[Data for the task Boundary: Start]
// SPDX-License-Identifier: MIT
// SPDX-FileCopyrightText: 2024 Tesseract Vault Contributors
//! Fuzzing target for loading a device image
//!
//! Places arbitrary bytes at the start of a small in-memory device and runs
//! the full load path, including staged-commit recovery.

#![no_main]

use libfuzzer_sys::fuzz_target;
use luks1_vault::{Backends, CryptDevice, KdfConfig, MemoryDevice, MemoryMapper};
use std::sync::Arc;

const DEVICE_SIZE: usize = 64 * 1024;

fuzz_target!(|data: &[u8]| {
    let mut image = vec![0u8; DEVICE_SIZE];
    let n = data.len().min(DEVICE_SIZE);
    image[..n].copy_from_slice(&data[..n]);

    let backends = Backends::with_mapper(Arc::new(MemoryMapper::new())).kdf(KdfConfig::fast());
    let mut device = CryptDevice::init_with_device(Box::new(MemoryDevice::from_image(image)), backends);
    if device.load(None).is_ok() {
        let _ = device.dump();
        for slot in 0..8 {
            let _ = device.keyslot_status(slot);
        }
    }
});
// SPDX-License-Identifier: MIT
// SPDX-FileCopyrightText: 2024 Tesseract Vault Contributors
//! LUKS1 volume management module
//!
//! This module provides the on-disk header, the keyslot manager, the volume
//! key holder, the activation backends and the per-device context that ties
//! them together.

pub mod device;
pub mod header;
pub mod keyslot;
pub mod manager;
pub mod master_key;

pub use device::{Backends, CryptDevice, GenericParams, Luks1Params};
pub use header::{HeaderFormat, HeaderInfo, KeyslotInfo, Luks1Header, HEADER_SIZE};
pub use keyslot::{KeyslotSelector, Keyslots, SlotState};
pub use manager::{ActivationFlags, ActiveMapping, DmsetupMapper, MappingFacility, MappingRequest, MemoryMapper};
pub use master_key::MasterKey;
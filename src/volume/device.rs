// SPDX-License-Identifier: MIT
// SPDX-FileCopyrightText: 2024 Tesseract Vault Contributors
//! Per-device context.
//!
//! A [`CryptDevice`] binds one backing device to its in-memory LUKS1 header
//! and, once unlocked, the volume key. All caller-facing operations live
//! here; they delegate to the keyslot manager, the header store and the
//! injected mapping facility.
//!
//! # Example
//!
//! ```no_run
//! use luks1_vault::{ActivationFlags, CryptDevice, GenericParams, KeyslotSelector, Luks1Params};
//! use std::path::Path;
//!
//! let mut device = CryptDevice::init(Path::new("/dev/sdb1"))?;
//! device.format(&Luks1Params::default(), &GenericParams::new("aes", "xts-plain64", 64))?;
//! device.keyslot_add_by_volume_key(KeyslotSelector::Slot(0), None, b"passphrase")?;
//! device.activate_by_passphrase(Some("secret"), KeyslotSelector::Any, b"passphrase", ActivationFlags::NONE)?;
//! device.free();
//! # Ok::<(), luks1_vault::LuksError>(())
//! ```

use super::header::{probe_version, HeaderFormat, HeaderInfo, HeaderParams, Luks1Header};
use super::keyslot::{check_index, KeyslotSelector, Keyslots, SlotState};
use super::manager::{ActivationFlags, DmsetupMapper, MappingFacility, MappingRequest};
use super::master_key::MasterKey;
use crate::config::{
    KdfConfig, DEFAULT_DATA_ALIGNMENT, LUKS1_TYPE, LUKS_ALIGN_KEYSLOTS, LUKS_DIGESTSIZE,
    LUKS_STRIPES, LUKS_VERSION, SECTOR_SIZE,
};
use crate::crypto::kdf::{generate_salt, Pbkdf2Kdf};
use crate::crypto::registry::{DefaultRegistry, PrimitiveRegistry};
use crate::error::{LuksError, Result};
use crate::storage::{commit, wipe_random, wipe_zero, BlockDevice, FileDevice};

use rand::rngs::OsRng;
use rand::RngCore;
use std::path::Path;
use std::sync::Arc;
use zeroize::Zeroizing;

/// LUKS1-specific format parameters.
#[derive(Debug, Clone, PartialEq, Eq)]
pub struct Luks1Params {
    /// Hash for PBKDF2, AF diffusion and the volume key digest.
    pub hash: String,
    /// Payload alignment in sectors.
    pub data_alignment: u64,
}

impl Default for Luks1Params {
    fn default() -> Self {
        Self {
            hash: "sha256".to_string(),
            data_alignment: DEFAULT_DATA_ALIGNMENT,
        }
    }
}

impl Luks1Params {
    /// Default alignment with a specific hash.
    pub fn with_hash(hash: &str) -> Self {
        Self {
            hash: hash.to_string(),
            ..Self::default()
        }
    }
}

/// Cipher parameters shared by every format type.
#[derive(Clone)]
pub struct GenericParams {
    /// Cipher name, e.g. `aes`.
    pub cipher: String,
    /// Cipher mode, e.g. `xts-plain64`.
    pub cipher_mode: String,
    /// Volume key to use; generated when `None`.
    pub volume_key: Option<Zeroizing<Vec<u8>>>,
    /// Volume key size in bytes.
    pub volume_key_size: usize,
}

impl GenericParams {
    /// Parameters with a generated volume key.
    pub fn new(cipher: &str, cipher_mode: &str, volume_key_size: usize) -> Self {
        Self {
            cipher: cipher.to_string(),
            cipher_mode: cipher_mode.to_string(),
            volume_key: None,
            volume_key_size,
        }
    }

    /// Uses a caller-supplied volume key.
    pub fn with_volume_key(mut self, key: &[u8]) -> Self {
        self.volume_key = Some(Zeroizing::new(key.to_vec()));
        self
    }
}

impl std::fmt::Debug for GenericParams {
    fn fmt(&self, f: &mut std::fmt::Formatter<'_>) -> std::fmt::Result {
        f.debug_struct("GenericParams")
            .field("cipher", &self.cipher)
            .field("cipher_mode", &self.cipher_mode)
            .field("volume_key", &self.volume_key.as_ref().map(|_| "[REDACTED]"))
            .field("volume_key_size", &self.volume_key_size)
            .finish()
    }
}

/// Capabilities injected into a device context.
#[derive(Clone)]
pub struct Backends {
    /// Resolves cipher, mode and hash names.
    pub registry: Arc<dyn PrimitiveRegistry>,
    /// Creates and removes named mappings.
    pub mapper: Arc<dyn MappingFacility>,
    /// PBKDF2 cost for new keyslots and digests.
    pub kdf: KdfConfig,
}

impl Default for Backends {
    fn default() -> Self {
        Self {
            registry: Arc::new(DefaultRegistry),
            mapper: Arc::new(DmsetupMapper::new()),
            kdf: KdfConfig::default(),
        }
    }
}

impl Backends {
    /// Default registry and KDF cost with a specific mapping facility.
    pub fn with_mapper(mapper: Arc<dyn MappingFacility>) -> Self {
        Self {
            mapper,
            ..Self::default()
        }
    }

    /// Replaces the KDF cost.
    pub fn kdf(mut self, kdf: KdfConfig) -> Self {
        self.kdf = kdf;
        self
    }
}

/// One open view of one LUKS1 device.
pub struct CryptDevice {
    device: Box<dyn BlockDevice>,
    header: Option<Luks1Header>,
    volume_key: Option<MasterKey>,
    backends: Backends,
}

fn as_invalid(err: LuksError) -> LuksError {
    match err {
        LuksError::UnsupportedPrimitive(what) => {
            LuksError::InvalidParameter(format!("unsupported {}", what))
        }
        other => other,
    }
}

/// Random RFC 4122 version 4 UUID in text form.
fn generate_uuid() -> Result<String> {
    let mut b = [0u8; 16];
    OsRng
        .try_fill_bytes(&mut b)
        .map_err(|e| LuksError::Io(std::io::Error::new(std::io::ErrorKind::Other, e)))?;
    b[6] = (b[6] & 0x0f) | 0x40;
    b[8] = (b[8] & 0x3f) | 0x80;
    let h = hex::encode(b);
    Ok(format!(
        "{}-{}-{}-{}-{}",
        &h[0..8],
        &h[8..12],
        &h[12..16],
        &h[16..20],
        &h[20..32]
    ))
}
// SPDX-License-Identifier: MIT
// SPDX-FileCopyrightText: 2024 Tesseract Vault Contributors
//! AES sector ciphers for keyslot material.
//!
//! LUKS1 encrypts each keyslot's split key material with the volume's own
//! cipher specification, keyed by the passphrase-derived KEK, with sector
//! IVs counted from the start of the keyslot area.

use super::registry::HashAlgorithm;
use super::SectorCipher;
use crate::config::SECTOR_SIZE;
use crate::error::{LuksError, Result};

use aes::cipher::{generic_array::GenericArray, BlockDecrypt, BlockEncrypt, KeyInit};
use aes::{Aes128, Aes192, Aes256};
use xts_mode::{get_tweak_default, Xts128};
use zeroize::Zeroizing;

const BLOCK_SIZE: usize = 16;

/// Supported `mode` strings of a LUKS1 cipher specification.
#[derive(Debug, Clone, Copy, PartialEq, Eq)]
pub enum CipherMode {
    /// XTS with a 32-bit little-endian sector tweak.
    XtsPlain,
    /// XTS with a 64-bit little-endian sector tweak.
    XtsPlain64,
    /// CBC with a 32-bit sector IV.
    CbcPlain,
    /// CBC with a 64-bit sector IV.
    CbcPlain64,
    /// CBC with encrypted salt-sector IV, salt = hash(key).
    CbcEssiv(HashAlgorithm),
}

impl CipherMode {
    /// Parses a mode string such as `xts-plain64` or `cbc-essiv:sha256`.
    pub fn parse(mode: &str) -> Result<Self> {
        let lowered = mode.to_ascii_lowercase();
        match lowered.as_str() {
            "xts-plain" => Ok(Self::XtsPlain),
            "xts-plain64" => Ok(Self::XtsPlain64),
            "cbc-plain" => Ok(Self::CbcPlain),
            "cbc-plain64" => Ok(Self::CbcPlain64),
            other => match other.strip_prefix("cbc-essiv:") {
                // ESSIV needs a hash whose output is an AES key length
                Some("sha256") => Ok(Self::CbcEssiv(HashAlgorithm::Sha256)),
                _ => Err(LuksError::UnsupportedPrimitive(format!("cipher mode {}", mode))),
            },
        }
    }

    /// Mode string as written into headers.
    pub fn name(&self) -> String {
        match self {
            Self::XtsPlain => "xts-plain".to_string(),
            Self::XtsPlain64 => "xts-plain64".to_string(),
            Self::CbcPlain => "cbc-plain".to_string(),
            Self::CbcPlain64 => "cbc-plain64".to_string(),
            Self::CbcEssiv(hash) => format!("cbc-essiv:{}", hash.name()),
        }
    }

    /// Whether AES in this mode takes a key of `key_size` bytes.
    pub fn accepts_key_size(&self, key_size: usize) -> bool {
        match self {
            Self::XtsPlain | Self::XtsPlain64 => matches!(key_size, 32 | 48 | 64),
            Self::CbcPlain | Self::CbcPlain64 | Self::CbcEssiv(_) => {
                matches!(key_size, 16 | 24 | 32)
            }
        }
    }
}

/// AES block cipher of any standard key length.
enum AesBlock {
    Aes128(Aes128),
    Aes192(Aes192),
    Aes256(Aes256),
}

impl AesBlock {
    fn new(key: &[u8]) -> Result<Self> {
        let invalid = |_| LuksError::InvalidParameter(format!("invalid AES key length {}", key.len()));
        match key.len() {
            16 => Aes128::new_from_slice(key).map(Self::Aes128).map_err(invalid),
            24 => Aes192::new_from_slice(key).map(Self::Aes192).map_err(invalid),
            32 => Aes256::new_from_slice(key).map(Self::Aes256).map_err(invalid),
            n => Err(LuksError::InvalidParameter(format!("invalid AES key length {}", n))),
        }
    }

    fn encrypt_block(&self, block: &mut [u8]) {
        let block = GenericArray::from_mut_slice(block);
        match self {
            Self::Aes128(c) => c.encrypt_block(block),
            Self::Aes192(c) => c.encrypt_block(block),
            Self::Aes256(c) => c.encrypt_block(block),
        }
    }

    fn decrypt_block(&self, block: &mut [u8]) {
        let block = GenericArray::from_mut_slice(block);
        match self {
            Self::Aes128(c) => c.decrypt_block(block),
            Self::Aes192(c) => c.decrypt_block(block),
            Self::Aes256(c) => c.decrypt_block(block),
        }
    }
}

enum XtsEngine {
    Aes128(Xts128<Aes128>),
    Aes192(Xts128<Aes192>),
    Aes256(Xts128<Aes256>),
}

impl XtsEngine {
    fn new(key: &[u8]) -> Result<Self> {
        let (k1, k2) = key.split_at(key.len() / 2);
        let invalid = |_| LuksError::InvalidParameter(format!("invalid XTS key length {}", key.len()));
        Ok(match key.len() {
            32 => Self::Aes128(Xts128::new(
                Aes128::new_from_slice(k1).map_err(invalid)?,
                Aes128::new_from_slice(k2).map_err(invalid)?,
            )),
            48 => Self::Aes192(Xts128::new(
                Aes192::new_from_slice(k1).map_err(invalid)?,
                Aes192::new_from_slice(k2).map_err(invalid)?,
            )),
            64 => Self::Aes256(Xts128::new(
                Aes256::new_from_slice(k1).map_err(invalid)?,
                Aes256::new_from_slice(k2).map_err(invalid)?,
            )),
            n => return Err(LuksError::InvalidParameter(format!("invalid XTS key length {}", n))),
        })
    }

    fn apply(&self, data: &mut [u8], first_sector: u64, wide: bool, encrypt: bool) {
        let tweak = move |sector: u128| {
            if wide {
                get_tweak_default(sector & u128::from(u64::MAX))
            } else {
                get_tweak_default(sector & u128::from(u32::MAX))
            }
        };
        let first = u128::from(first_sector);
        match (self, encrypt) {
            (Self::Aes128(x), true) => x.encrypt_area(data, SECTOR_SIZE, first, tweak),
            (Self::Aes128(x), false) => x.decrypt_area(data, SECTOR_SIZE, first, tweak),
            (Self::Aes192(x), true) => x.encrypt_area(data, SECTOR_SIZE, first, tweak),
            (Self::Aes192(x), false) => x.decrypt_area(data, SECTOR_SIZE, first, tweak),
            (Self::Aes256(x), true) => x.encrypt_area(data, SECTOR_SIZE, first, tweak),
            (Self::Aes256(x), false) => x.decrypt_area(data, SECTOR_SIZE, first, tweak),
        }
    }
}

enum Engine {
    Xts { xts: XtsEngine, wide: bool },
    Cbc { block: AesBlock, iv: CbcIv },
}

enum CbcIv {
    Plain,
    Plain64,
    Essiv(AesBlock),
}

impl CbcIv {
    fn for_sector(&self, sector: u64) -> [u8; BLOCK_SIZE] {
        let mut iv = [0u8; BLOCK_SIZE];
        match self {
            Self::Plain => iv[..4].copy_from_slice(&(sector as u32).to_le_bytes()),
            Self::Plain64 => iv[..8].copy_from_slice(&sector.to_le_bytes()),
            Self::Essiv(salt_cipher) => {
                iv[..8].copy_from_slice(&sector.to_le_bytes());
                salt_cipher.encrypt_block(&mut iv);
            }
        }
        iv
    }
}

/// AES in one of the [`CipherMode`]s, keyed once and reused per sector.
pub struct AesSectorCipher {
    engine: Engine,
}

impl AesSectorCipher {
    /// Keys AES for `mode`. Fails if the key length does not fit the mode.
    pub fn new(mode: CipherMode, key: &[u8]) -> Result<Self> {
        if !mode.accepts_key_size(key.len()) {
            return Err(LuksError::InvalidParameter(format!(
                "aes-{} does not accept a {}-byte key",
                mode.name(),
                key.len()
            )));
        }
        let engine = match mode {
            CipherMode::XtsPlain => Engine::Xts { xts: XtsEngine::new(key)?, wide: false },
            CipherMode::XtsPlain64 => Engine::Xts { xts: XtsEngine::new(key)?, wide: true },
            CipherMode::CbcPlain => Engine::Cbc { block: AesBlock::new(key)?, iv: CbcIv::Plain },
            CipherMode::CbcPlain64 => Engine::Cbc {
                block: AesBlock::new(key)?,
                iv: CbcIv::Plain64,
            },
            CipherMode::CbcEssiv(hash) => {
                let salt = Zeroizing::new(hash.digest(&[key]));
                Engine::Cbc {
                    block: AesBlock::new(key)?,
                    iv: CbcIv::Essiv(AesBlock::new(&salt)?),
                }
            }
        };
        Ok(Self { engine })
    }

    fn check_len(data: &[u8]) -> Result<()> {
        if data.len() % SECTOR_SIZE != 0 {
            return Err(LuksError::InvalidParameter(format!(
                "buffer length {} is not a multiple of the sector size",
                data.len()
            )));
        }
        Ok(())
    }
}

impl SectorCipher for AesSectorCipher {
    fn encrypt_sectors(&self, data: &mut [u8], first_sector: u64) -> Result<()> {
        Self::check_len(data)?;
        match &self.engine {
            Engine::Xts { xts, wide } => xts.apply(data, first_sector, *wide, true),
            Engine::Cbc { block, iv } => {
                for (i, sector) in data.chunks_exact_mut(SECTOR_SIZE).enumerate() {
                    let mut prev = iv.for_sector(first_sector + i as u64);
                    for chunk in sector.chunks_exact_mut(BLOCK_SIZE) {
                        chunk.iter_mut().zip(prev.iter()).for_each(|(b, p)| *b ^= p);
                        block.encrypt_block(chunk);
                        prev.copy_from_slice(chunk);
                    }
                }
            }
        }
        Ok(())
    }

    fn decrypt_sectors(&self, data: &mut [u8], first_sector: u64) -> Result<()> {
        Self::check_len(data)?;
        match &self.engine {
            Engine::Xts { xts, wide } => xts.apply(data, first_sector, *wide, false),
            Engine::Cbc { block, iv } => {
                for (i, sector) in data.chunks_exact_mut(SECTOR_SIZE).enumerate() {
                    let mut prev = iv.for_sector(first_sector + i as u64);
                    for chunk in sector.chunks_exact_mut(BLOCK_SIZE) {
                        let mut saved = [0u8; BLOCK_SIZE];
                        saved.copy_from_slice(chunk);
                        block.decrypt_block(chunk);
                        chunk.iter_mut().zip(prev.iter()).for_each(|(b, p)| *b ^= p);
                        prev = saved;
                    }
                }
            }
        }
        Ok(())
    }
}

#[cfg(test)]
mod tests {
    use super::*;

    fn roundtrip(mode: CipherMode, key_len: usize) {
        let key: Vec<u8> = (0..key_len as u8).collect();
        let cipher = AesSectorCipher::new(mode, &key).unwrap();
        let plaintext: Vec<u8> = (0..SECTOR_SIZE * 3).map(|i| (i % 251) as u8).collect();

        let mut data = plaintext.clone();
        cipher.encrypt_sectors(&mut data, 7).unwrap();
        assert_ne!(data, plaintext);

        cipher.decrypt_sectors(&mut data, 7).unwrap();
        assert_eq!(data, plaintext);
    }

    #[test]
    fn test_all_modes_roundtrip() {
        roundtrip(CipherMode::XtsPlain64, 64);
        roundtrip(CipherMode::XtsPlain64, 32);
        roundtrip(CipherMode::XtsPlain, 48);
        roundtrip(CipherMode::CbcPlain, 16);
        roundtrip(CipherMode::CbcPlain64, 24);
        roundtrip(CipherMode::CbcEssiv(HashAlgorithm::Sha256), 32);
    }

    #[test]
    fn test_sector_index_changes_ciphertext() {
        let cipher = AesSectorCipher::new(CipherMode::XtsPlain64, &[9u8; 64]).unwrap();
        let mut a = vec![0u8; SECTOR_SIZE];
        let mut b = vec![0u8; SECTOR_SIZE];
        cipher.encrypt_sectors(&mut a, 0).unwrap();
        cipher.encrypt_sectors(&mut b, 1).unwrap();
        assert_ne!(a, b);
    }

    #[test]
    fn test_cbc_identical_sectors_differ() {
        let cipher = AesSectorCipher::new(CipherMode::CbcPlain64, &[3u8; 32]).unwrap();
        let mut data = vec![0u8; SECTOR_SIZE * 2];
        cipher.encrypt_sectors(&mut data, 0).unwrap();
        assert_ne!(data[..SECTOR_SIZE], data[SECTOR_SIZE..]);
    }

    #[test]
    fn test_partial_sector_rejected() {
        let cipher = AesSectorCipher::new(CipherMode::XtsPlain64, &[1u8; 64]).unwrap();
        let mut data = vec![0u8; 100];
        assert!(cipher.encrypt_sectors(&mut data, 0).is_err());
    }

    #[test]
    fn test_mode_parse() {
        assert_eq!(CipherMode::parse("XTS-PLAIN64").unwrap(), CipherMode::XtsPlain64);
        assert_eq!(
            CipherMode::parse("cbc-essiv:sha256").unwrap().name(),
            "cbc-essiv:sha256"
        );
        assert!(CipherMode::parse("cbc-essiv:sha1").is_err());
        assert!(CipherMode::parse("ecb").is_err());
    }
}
[Data for the task Boundary: End]
Work request => Give back the entries above exactly as they are, from their first line through the line that contains "use libfuzzer_sys::fuzz_target;", both included, with nothing else.

Solution for this task =>
// SPDX-License-Identifier: MIT
// SPDX-FileCopyrightText: 2024 Tesseract Vault Contributors
//! Fuzzing target for loading a device image
//!
//! Places arbitrary bytes at the start of a small in-memory device and runs
//! the full load path, including staged-commit recovery.

#![no_main]

use libfuzzer_sys::fuzz_target;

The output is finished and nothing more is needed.